In a recent development, Microsoft faced a hiccup in its relationship with OpenAI as it temporarily restricted employee access to ChatGPT, a flagship product co-developed with the AI research organization. The move, prompted by security concerns, was first reported by CNBC.
An internal update from Microsoft acknowledged the temporary unavailability of several AI tools, including ChatGPT, citing “security and data concerns.” Corporate devices were affected, with access restrictions extending to other AI services like Midjourney and Replika. Notably, this restriction coincided with OpenAI’s public announcement of a Distributed Denial of Service (DDoS) attack on their system, leading to global outages in the aftermath of DevDay and a delay in GPT rollout.
Microsoft clarified in an internal communication that despite its substantial investment in OpenAI and the inherent safeguards in ChatGPT to prevent misuse, the platform is considered a third-party external service. Employees were cautioned to exercise vigilance while using it, citing potential risks to privacy and security.

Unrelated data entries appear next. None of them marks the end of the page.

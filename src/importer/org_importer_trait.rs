// ==========================================
// Org Structure Engine - Import Traits
// ==========================================
// Responsibility: import pipeline interfaces, no implementations
// Pipeline: file -> raw table -> parsed rows -> validation -> apply
// ==========================================

use crate::domain::import::{
    ImportOptions, ImportReport, ImportRowError, ParsedOrgStructure, RosterRow,
    RosterValidationReport,
};
use crate::rules::ValidationRules;
use async_trait::async_trait;
use std::collections::HashMap;
use std::error::Error;
use std::path::Path;

// ==========================================
// RawTable - positional cell grid
// ==========================================
/// One contiguous cell region within the grid, as spreadsheets record
/// merged cells. Only the anchor (top-left) cell carries the value.
#[derive(Debug, Clone, Copy, PartialEq, Eq)]
pub struct MergedRegion {
    pub start_row: u32,
    pub start_col: u32,
    pub end_row: u32,
    pub end_col: u32,
}

impl MergedRegion {
    pub fn contains(&self, row: u32, col: u32) -> bool {
        row >= self.start_row && row <= self.end_row && col >= self.start_col && col <= self.end_col
    }
}

/// Format-neutral view of one sheet: a dense row-major grid of trimmed
/// strings plus the merged regions. CSV files have no merges.
#[derive(Debug, Clone, Default)]
pub struct RawTable {
    pub rows: Vec<Vec<String>>,
    pub merges: Vec<MergedRegion>,
}

impl RawTable {
    /// Cell value with merged regions resolved: an empty cell inside a
    /// merge reads the anchor's value.
    pub fn cell(&self, row: usize, col: usize) -> &str {
        let direct = self
            .rows
            .get(row)
            .and_then(|r| r.get(col))
            .map(|s| s.as_str())
            .unwrap_or("");
        if !direct.is_empty() {
            return direct;
        }

        for merge in &self.merges {
            if merge.contains(row as u32, col as u32) {
                return self
                    .rows
                    .get(merge.start_row as usize)
                    .and_then(|r| r.get(merge.start_col as usize))
                    .map(|s| s.as_str())
                    .unwrap_or("");
            }
        }
        ""
    }

    /// True when every cell of the row is empty after merge resolution.
    pub fn is_row_empty(&self, row: usize) -> bool {
        let width = self.rows.get(row).map(|r| r.len()).unwrap_or(0);
        (0..width).all(|col| self.cell(row, col).is_empty())
    }

    pub fn row_count(&self) -> usize {
        self.rows.len()
    }
}

// ==========================================
// OrgImporter Trait
// ==========================================
// Main import interface
// Implementor: OrgImporterImpl
#[async_trait]
pub trait OrgImporter: Send + Sync {
    /// Imports a hierarchical org chart (positional columns, merged
    /// headers) and applies it to storage.
    ///
    /// # Returns
    /// - Ok(ImportReport): structured report, failed rows included
    /// - Err: file-level failure (missing file, wrong format, empty)
    async fn import_org_structure<P: AsRef<Path> + Send>(
        &self,
        file_path: P,
        options: ImportOptions,
    ) -> Result<ImportReport, Box<dyn Error>>;

    /// Imports a flat header-mapped roster file and applies it.
    async fn import_roster<P: AsRef<Path> + Send>(
        &self,
        file_path: P,
        options: ImportOptions,
    ) -> Result<ImportReport, Box<dyn Error>>;

    /// Parses an org chart without touching storage (preview).
    async fn parse_org_structure<P: AsRef<Path> + Send>(
        &self,
        file_path: P,
    ) -> Result<ParsedOrgStructure, Box<dyn Error>>;

    /// Validates a roster file without touching storage (dry run).
    async fn validate_roster<P: AsRef<Path> + Send>(
        &self,
        file_path: P,
    ) -> Result<RosterValidationReport, Box<dyn Error>>;
}

// ==========================================
// FileParser Trait
// ==========================================
// File reading stage
// Implementors: CsvFileParser, ExcelFileParser, UniversalFileParser
pub trait FileParser: Send + Sync {
    /// Reads a file into a positional cell grid.
    ///
    /// # Returns
    /// - Ok(RawTable): rows and merged regions
    /// - Err: FileNotFound / InvalidFileFormat / read or parse failure
    fn parse_table(&self, file_path: &Path) -> Result<RawTable, Box<dyn Error>>;
}

// ==========================================
// OrgSheetParser Trait
// ==========================================
// Org-chart extraction stage
// Implementor: OrgSheetParser (struct)
pub trait OrgSheetParser: Send + Sync {
    /// Extracts departments and employees from an org-chart table.
    /// Row-level findings are collected into the result, never thrown.
    ///
    /// # Arguments
    /// - rules: code / tab-number grammars in force
    /// - default_position_title: assigned when an employee row has no
    ///   position cell
    /// - header_scan_rows: how many leading rows may precede the header;
    ///   when no header is recognized the first row is assumed to be it
    ///
    /// # Returns
    /// - Err(EmptyFile): leading region blank, or nothing extracted at all
    fn parse(
        &self,
        table: &RawTable,
        rules: &ValidationRules,
        default_position_title: &str,
        header_scan_rows: usize,
    ) -> Result<ParsedOrgStructure, Box<dyn Error>>;
}

// ==========================================
// RosterMapper Trait
// ==========================================
// Header-mapping stage for flat rosters
// Implementor: RosterMapper (struct)
pub trait RosterMapper: Send + Sync {
    /// Maps a raw table to named roster rows via the header aliases.
    ///
    /// # Returns
    /// - Err(EmptyFile): header only, no data rows
    /// - Err(MissingColumn): a required column is absent
    fn map_rows(&self, table: &RawTable) -> Result<Vec<RosterRow>, Box<dyn Error>>;

    /// CSV template (UTF-8 BOM, canonical header order, sample rows)
    /// handed to roster producers.
    fn roster_template(&self) -> String;
}

// ==========================================
// RelationshipValidator Trait
// ==========================================
// Batch validation stage
// Implementor: RelationshipValidator (struct)
pub trait RelationshipValidator: Send + Sync {
    /// Validates one roster batch: grammar of tabs and department
    /// codes, email shape, duplicate tabs, manager resolution against
    /// the batch plus existing storage, self-management and cycles.
    ///
    /// # Arguments
    /// - existing_tabs: tab_number -> employee id already in storage
    ///
    /// # Returns
    /// - row-scoped findings; empty when the batch is clean
    fn validate(
        &self,
        rows: &[RosterRow],
        rules: &ValidationRules,
        existing_tabs: &HashMap<String, String>,
    ) -> Vec<ImportRowError>;
}

#[cfg(test)]
mod tests {
    use super::*;

    #[test]
    fn test_cell_resolves_merged_anchor() {
        let table = RawTable {
            rows: vec![
                vec!["AP".to_string(), "Head Office".to_string()],
                vec!["".to_string(), "".to_string()],
            ],
            merges: vec![MergedRegion {
                start_row: 0,
                start_col: 0,
                end_row: 1,
                end_col: 0,
            }],
        };

        assert_eq!(table.cell(0, 0), "AP");
        assert_eq!(table.cell(1, 0), "AP");
        assert_eq!(table.cell(1, 1), "");
        assert!(!table.is_row_empty(1));
    }

    #[test]
    fn test_cell_out_of_bounds_is_empty() {
        let table = RawTable::default();
        assert_eq!(table.cell(5, 5), "");
        assert!(table.is_row_empty(0));
    }
}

A Microsoft spokesperson later informed CNBC that the temporary blockage was an unintended consequence of testing control systems for large language models. “We restored service shortly after we identified our error,” the spokesperson stated. Emphasizing Microsoft’s commitment to privacy and security, the spokesperson encouraged employees and customers to opt for services like Bing Chat Enterprise and ChatGPT Enterprise, which offer heightened levels of protection.
This incident highlights the intricate challenges in balancing innovation and security within the evolving landscape of AI collaboration between tech giants like Microsoft and OpenAI.